出産トラウマを経験した多くの人が、罪悪感や恥も抱えます。"赤ちゃんが無事なら感謝すべき"、"出産そのものがつらいのは親として問題がある証拠"と感じてしまうことがあるためです。出産体験を語ることを避ける、次の妊娠や出産を考えると不安が急に高まる、パートナーの"あの日は素晴らしかった"という記憶との落差で孤立感が出る、といったことも珍しくありません。これは感謝が足りないとか壊れているという意味ではありません。怖い体験は、結果に関係なく怖い体験です。最後にうまくいったからといって、神経系が自動的に安心モードに戻るわけではありません。

整理し、回復していくために

出産時に何が起きたかを明確で事実ベースで把握すること - "バースデブリーフ"と呼ばれることがあります - は、混乱した/断片的な記憶を整理する助けになる場合があります。多くの病院で、数か月後でも依頼できることがあります。EMDR(眼球運動による脱感作と再処理)やトラウマ焦点化CBTなどのトラウマ治療は、出産関連PTSDに対して研究的な裏づけがあります。周産期・出産トラウマに詳しいセラピストなら、回復しながら新生児ケアも担っているという特有の状況を理解してくれます。費用が障壁なら費用を抑えたセラピーを、トラウマ処理全般はトラウマ・PTSDを参照してください。

支える側の人へ

パートナー、友人、家族がトラウマ的な出産を経験した場合、"でも赤ちゃんは元気でしょ"、"新生児期を過ぎれば忘れるよ"といった言葉は避けてください。善意でも、本人には否定されたように届くことがあります。代わりに、何をどう覚えているか、今どう感じているかを尋ね、同じ出来事へのあなたの記憶が違っても相手の体験を信じてください。赤ちゃんの世話、食事、用事の手伝いなど実務的支援は重要ですし、望んだ形ではなかった出産について話せる余白をつくることも同じくらい重要です。詳しくは誰かを支えるときをご覧ください。

この状態が続くなら

出産から数週間たっても、フラッシュバックや悪夢が頻繁に続く、赤ちゃんの受診や赤ちゃん自体を避けてしまう、感情の麻痺や切断感がある、出産への恐怖が日常機能に影響している場合は、自然に薄れるのを待つよりセラピストや医師に相談する価値があります。
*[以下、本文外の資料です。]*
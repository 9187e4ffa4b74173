//! Ascii dump/load: a human-readable, round-trippable text rendering
//! of constraints, generators and polyhedra, in the line-oriented
//! `keyword value` style the original library's debugging dumps use
//! (`Linear_Expr::ascii_dump`'s `"dim N : c0 c1 ..."`), kept here
//! because it is the one external I/O surface in scope.

use std::fmt::Write as _;

use crate::con::{Con, ConType};
use crate::gen::{Gen, GenType};
use crate::globals::{DimType, Topol};
use crate::integer::Integer;
use crate::linear_expr::LinearExpr;
use crate::poly::Poly;
use crate::Error;

fn con_type_tag(ty: ConType) -> &'static str {
    match ty {
        ConType::Equality => "EQ",
        ConType::NonStrictIneq => "NSI",
        ConType::StrictIneq => "SI",
    }
}

fn gen_type_tag(ty: GenType) -> &'static str {
    match ty {
        GenType::Line => "LINE",
        GenType::Ray => "RAY",
        GenType::Point => "POINT",
        GenType::ClosurePoint => "CPOINT",
    }
}

fn parse_con_type(tag: &str) -> Result<ConType, Error> {
    match tag {
        "EQ" => Ok(ConType::Equality),
        "NSI" => Ok(ConType::NonStrictIneq),
        "SI" => Ok(ConType::StrictIneq),
        _ => Err(Error::DumpFormat(format!("unknown constraint type {tag:?}"))),
    }
}

fn parse_gen_type(tag: &str) -> Result<GenType, Error> {
    match tag {
        "LINE" => Ok(GenType::Line),
        "RAY" => Ok(GenType::Ray),
        "POINT" => Ok(GenType::Point),
        "CPOINT" => Ok(GenType::ClosurePoint),
        _ => Err(Error::DumpFormat(format!("unknown generator type {tag:?}"))),
    }
}

fn dump_expr(out: &mut String, e: &LinearExpr) {
    write!(out, "dim {} :", e.space_dim()).unwrap();
    for i in 0..e.space_dim() {
        write!(out, " {}", e.get(i)).unwrap();
    }
}

fn parse_expr<'a>(tokens: &mut impl Iterator<Item = &'a str>) -> Result<LinearExpr, Error> {
    let tag = tokens.next().ok_or_else(|| Error::DumpFormat("expected \"dim\"".into()))?;
    if tag != "dim" {
        return Err(Error::DumpFormat(format!("expected \"dim\", got {tag:?}")));
    }
    let dim: DimType = tokens
        .next()
        .ok_or_else(|| Error::DumpFormat("expected a dimension".into()))?
        .parse()
        .map_err(|_| Error::DumpFormat("malformed dimension".into()))?;
    let colon = tokens.next().ok_or_else(|| Error::DumpFormat("expected \":\"".into()))?;
    if colon != ":" {
        return Err(Error::DumpFormat(format!("expected \":\", got {colon:?}")));
    }
    let mut e = LinearExpr::with_dim(dim);
    for i in 0..dim {
        let tok = tokens.next().ok_or_else(|| Error::DumpFormat("missing coefficient".into()))?;
        let v: i64 = tok.parse().map_err(|_| Error::DumpFormat(format!("malformed coefficient {tok:?}")))?;
        e.set(i, Integer::from_i64(v));
    }
    Ok(e)
}

/// Renders a single constraint as one line: `con <type> <expr> inhomo <n>`.
pub fn dump_con(c: &Con) -> String {
    let mut out = String::new();
    write!(out, "con {} ", con_type_tag(c.con_type())).unwrap();
    dump_expr(&mut out, c.linear_expr());
    write!(out, " inhomo {}", c.inhomo_term()).unwrap();
    out
}

/// Parses a single constraint previously produced by [`dump_con`].
pub fn load_con(line: &str) -> Result<Con, Error> {
    let mut tokens = line.split_whitespace();
    let head = tokens.next().ok_or_else(|| Error::DumpFormat("empty constraint line".into()))?;
    if head != "con" {
        return Err(Error::DumpFormat(format!("expected \"con\", got {head:?}")));
    }
    let ty = parse_con_type(tokens.next().ok_or_else(|| Error::DumpFormat("missing constraint type".into()))?)?;
    let expr = parse_expr(&mut tokens)?;
    let inhomo_tag = tokens.next().ok_or_else(|| Error::DumpFormat("expected \"inhomo\"".into()))?;
    if inhomo_tag != "inhomo" {
        return Err(Error::DumpFormat(format!("expected \"inhomo\", got {inhomo_tag:?}")));
    }
    let inhomo_tok = tokens.next().ok_or_else(|| Error::DumpFormat("missing inhomo value".into()))?;
    let inhomo: i64 = inhomo_tok.parse().map_err(|_| Error::DumpFormat(format!("malformed inhomo {inhomo_tok:?}")))?;
    Ok(Con::new(expr, Integer::from_i64(inhomo), ty))
}

/// Renders a single generator as one line: `gen <type> <expr> div <n>`.
pub fn dump_gen(g: &Gen) -> String {
    let mut out = String::new();
    write!(out, "gen {} ", gen_type_tag(g.gen_type())).unwrap();
    dump_expr(&mut out, g.linear_expr());
    let div = if g.is_line_or_ray() { Integer::zero() } else { g.divisor().clone() };
    write!(out, " div {div}").unwrap();
    out
}

/// Parses a single generator previously produced by [`dump_gen`].
pub fn load_gen(line: &str) -> Result<Gen, Error> {
    let mut tokens = line.split_whitespace();
    let head = tokens.next().ok_or_else(|| Error::DumpFormat("empty generator line".into()))?;
    if head != "gen" {
        return Err(Error::DumpFormat(format!("expected \"gen\", got {head:?}")));
    }
    let ty = parse_gen_type(tokens.next().ok_or_else(|| Error::DumpFormat("missing generator type".into()))?)?;
    let expr = parse_expr(&mut tokens)?;
    let div_tag = tokens.next().ok_or_else(|| Error::DumpFormat("expected \"div\"".into()))?;
    if div_tag != "div" {
        return Err(Error::DumpFormat(format!("expected \"div\", got {div_tag:?}")));
    }
    let div_tok = tokens.next().ok_or_else(|| Error::DumpFormat("missing divisor value".into()))?;
    let div: i64 = div_tok.parse().map_err(|_| Error::DumpFormat(format!("malformed divisor {div_tok:?}")))?;
    Ok(Gen::new(ty, expr, Integer::from_i64(div)))
}

fn topol_tag(t: Topol) -> &'static str {
    match t {
        Topol::Closed => "CLOSED",
        Topol::Nnc => "NNC",
    }
}

fn parse_topol(tag: &str) -> Result<Topol, Error> {
    match tag {
        "CLOSED" => Ok(Topol::Closed),
        "NNC" => Ok(Topol::Nnc),
        _ => Err(Error::DumpFormat(format!("unknown topology {tag:?}"))),
    }
}

/// Dumps a polyhedron as its constraint representation: a `topol`/`dim`
/// header followed by a `cons N` section, one constraint per line.
/// Loading always goes through [`Poly::from_cons`], so the result may
/// use a different (but equivalent) generator set than a polyhedron
/// built differently before dumping.
pub fn dump_poly(p: &Poly) -> String {
    let cons: Vec<Con> = p.cons_iter().collect();
    let mut out = String::new();
    writeln!(out, "topol {}", topol_tag(p.topology())).unwrap();
    writeln!(out, "dim {}", p.space_dim()).unwrap();
    writeln!(out, "cons {}", cons.len()).unwrap();
    for c in &cons {
        writeln!(out, "{}", dump_con(c)).unwrap();
    }
    out
}

/// Parses a polyhedron previously produced by [`dump_poly`].
pub fn load_poly(text: &str) -> Result<Poly, Error> {
    let mut lines = text.lines().filter(|l| !l.trim().is_empty());
    let topol_line = lines.next().ok_or_else(|| Error::DumpFormat("missing topology line".into()))?;
    let mut it = topol_line.split_whitespace();
    if it.next() != Some("topol") {
        return Err(Error::DumpFormat("expected \"topol\"".into()));
    }
    let topol = parse_topol(it.next().ok_or_else(|| Error::DumpFormat("missing topology value".into()))?)?;

    let dim_line = lines.next().ok_or_else(|| Error::DumpFormat("missing dim line".into()))?;
    let mut it = dim_line.split_whitespace();
    if it.next() != Some("dim") {
        return Err(Error::DumpFormat("expected \"dim\"".into()));
    }
    let dim: DimType = it
        .next()
        .ok_or_else(|| Error::DumpFormat("missing dim value".into()))?
        .parse()
        .map_err(|_| Error::DumpFormat("malformed dim value".into()))?;

    let cons_line = lines.next().ok_or_else(|| Error::DumpFormat("missing cons line".into()))?;
    let mut it = cons_line.split_whitespace();
    if it.next() != Some("cons") {
        return Err(Error::DumpFormat("expected \"cons\"".into()));
    }
    let n: usize = it
        .next()
        .ok_or_else(|| Error::DumpFormat("missing cons count".into()))?
        .parse()
        .map_err(|_| Error::DumpFormat("malformed cons count".into()))?;

    let mut cons = Vec::with_capacity(n);
    for _ in 0..n {
        let line = lines.next().ok_or_else(|| Error::DumpFormat("truncated cons section".into()))?;
        let c = load_con(line)?;
        if c.space_dim() != dim {
            return Err(Error::DimensionMismatch { expected: dim, got: c.space_dim() });
        }
        cons.push(c);
    }
    Ok(Poly::from_cons(dim, topol, cons))
}

#[cfg(test)]
mod tests {
    use super::*;
    use crate::globals::Topol;

    fn con(vals: &[i64], inhomo: i64, ty: ConType) -> Con {
        let mut e = LinearExpr::new();
        for (i, v) in vals.iter().enumerate() {
            e.set(i as DimType, Integer::from_i64(*v));
        }
        Con::new(e, Integer::from_i64(inhomo), ty)
    }

    #[test]
    fn con_round_trips() {
        let c = con(&[2, -3], 5, ConType::NonStrictIneq);
        let dumped = dump_con(&c);
        let back = load_con(&dumped).unwrap();
        assert!(c.is_equal_to(&back));
    }

    #[test]
    fn gen_round_trips() {
        let g = Gen::new(GenType::Point, LinearExpr::from_var(crate::var::Var::new(0)), Integer::from_i64(2));
        let dumped = dump_gen(&g);
        let back = load_gen(&dumped).unwrap();
        assert!(g.is_equal_to(&back));
    }

    #[test]
    fn poly_round_trips_through_cons() {
        let p = Poly::from_cons(
            2,
            Topol::Closed,
            vec![
                con(&[1, 0], 0, ConType::NonStrictIneq),
                con(&[-1, 0], 1, ConType::NonStrictIneq),
                con(&[0, 1], 0, ConType::NonStrictIneq),
                con(&[0, -1], 1, ConType::NonStrictIneq),
            ],
        );
        let dumped = dump_poly(&p);
        let back = load_poly(&dumped).unwrap();
        assert!(p.equals(&back));
    }

    #[test]
    fn load_rejects_malformed_header() {
        assert!(load_poly("nonsense").is_err());
    }
}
出産関連PTSDは認知された治療可能な状態であり、個人の弱さではありません。支援は早いほど有効なことが多いです。自傷の考えがある場合はセーフティプランを確認し、緊急の支援につながってください。

さらに情報を得るには

American College of Obstetricians and Gynecologists(ACOG)には産後PTSDに特化した情報があります: acog.org。Cleveland Clinicは出産トラウマの原因と治療選択肢の概要を提供しています: my.clevelandclinic.org。American Psychological Associationも出産関連トラウマを扱っています: apa.org

この情報は教育目的であり、専門的な医療・メンタルヘルスケアの代替ではありません。